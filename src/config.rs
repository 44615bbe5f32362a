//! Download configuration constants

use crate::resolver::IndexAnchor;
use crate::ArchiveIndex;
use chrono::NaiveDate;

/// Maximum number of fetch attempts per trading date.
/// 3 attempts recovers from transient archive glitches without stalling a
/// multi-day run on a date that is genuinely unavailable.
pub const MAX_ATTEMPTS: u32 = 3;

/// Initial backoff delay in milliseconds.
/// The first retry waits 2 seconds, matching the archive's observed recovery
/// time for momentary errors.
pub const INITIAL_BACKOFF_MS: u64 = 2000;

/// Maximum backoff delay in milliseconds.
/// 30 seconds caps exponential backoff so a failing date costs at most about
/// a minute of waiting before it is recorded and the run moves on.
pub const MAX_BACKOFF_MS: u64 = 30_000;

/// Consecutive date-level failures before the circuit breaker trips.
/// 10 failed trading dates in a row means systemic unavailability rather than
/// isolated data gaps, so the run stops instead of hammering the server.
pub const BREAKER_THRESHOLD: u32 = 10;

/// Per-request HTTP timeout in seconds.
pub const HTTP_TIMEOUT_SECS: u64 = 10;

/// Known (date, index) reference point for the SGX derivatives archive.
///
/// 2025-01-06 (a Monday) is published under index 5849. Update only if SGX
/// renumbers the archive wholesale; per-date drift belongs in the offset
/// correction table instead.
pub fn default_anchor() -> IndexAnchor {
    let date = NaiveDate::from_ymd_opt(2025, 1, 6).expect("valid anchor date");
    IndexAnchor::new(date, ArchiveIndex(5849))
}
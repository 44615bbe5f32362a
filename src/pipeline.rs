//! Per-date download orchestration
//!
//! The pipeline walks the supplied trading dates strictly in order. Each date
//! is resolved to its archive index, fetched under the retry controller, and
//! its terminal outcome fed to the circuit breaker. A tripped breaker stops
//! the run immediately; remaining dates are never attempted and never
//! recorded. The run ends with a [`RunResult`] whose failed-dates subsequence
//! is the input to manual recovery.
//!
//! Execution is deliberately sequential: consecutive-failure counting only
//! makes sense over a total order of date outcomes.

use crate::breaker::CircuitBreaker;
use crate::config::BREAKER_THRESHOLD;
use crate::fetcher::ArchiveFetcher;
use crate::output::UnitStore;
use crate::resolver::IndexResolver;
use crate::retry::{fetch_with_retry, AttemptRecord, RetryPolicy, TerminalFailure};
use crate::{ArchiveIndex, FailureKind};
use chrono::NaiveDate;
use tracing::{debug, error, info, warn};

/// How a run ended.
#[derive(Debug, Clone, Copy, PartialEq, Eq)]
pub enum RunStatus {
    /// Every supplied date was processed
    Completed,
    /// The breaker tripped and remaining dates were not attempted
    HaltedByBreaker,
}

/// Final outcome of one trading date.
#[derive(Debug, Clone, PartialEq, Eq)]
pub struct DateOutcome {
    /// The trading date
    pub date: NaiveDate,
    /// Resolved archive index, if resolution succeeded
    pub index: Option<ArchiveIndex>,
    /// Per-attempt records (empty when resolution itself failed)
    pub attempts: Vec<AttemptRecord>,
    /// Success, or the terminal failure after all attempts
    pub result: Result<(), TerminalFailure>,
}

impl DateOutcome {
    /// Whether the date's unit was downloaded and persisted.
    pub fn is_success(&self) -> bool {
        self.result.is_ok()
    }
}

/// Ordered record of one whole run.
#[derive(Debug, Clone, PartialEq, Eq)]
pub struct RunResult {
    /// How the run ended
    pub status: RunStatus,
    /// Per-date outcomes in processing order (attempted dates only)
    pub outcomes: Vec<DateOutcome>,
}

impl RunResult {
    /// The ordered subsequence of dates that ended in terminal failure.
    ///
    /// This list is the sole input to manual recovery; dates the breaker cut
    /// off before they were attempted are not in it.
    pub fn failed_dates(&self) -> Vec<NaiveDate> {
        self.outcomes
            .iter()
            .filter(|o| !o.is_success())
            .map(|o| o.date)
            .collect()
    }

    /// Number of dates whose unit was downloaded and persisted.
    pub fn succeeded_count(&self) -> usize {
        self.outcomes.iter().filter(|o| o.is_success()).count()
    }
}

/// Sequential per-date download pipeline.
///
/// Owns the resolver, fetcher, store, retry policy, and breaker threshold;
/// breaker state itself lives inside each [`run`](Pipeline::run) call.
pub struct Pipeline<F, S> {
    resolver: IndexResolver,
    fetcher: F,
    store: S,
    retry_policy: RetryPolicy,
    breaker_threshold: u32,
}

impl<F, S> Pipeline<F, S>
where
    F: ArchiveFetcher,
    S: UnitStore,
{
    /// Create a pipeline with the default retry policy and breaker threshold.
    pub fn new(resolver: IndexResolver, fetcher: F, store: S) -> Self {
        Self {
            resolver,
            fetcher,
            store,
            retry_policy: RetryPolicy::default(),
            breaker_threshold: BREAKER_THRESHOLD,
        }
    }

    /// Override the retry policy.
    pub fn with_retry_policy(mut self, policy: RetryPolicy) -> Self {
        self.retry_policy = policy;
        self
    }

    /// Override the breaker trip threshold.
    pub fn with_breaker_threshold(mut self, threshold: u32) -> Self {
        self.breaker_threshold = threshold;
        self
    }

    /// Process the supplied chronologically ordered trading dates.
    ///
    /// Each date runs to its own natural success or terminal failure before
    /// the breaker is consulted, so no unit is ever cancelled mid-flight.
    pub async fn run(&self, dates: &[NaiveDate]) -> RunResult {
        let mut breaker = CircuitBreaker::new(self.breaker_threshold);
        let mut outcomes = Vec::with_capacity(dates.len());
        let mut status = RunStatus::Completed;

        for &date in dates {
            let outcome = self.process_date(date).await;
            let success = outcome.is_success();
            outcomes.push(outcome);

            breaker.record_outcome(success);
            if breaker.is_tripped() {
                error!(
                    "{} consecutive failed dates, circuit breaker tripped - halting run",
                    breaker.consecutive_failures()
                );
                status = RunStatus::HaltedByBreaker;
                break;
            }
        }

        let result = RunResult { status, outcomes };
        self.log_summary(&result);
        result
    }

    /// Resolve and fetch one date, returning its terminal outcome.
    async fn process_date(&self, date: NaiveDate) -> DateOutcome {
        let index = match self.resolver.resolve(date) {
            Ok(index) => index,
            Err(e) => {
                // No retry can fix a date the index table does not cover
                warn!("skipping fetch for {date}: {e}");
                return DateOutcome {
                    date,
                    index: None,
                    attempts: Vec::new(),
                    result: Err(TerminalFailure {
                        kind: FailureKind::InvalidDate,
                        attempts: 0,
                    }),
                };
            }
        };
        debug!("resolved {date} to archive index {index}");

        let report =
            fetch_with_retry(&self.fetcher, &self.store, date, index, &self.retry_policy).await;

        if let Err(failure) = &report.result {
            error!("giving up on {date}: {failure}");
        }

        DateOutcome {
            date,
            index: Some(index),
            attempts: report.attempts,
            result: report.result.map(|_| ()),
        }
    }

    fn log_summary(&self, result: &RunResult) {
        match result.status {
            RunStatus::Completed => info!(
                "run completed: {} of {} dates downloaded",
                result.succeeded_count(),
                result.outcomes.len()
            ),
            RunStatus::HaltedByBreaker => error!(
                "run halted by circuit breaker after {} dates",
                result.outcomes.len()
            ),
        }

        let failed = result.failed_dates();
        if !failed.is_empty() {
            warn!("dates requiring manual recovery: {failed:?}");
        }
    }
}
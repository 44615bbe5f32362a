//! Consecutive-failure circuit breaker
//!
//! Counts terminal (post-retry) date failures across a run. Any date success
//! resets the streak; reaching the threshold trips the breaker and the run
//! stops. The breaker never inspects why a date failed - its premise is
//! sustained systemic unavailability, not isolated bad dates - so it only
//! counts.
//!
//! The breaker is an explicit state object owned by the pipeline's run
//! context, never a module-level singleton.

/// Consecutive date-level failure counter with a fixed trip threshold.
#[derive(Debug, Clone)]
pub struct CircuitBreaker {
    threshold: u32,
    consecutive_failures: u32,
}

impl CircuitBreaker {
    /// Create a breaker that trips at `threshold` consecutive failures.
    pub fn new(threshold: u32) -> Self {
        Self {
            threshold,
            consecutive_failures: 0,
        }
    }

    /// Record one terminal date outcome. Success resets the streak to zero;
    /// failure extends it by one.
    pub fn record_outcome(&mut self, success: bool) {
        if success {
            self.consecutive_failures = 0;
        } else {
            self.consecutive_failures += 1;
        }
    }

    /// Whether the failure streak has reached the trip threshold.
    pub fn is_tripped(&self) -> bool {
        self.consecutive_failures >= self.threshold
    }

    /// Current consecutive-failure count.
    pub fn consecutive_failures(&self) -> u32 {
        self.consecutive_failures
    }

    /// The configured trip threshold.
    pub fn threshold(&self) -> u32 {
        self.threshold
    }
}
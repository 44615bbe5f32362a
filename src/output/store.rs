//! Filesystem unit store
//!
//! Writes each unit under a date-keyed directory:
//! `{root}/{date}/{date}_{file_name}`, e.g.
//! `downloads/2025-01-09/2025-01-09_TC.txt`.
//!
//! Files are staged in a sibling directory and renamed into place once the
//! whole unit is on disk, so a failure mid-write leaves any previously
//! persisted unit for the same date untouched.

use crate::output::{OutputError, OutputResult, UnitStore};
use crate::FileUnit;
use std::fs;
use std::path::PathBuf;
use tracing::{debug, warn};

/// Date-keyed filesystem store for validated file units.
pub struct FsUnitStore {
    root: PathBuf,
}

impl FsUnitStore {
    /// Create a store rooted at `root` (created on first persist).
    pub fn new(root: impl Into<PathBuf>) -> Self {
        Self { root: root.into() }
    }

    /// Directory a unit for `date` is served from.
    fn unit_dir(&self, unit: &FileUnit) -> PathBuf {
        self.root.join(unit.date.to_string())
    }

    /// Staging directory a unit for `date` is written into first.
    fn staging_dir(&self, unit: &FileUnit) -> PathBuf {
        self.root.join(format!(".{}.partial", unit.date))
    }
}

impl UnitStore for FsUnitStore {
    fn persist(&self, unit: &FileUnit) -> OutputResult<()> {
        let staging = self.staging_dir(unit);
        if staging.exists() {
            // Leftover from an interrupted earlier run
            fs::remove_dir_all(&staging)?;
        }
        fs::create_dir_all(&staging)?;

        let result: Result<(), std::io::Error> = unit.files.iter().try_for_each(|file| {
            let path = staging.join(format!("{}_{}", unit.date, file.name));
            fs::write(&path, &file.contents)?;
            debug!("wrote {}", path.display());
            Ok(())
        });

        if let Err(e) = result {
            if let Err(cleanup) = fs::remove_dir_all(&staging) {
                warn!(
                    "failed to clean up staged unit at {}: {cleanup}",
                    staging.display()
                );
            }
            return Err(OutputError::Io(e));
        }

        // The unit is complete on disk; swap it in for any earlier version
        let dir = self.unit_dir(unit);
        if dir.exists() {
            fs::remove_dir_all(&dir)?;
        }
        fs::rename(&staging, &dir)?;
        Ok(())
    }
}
··········
**Work required:**
Please copy out each line in the entries that mentions the string "instead".

**Output for this task:**
/// isolated data gaps, so the run stops instead of hammering the server.
/// correction table instead.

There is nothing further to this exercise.